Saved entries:
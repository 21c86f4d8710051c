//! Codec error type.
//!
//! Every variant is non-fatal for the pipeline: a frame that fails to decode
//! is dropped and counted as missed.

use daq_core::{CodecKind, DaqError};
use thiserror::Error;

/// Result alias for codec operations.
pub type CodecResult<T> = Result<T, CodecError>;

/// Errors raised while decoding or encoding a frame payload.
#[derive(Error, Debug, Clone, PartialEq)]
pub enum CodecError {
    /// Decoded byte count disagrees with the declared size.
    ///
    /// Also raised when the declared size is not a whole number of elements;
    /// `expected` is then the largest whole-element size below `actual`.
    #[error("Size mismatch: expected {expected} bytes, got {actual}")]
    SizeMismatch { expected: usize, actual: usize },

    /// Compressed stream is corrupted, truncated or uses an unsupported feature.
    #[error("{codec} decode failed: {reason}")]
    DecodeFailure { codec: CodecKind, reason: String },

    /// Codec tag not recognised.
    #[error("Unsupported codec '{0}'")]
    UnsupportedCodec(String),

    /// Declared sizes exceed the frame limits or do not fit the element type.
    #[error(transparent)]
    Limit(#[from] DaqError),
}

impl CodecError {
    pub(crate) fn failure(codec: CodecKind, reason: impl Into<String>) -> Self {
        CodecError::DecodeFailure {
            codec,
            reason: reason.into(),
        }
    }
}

---

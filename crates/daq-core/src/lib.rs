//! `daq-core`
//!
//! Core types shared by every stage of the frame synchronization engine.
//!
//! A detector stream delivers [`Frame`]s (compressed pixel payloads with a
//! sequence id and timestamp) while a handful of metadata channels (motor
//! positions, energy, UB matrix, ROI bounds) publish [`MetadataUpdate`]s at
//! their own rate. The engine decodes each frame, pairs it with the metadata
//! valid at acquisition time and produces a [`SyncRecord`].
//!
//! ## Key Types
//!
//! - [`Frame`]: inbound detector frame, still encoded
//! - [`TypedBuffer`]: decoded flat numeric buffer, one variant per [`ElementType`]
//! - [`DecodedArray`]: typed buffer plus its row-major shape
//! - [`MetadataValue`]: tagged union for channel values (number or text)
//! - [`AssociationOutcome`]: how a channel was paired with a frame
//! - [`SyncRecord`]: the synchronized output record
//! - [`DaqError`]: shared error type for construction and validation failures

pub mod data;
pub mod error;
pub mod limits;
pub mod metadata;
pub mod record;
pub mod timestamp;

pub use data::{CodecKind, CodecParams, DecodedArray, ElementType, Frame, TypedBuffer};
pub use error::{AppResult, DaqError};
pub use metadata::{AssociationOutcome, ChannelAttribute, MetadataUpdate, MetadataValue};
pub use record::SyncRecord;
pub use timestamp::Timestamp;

** Try it **
For every line in the data above that has the string "impl", return that line.

** Reply **
impl CodecError {
    pub(crate) fn failure(codec: CodecKind, reason: impl Into<String>) -> Self {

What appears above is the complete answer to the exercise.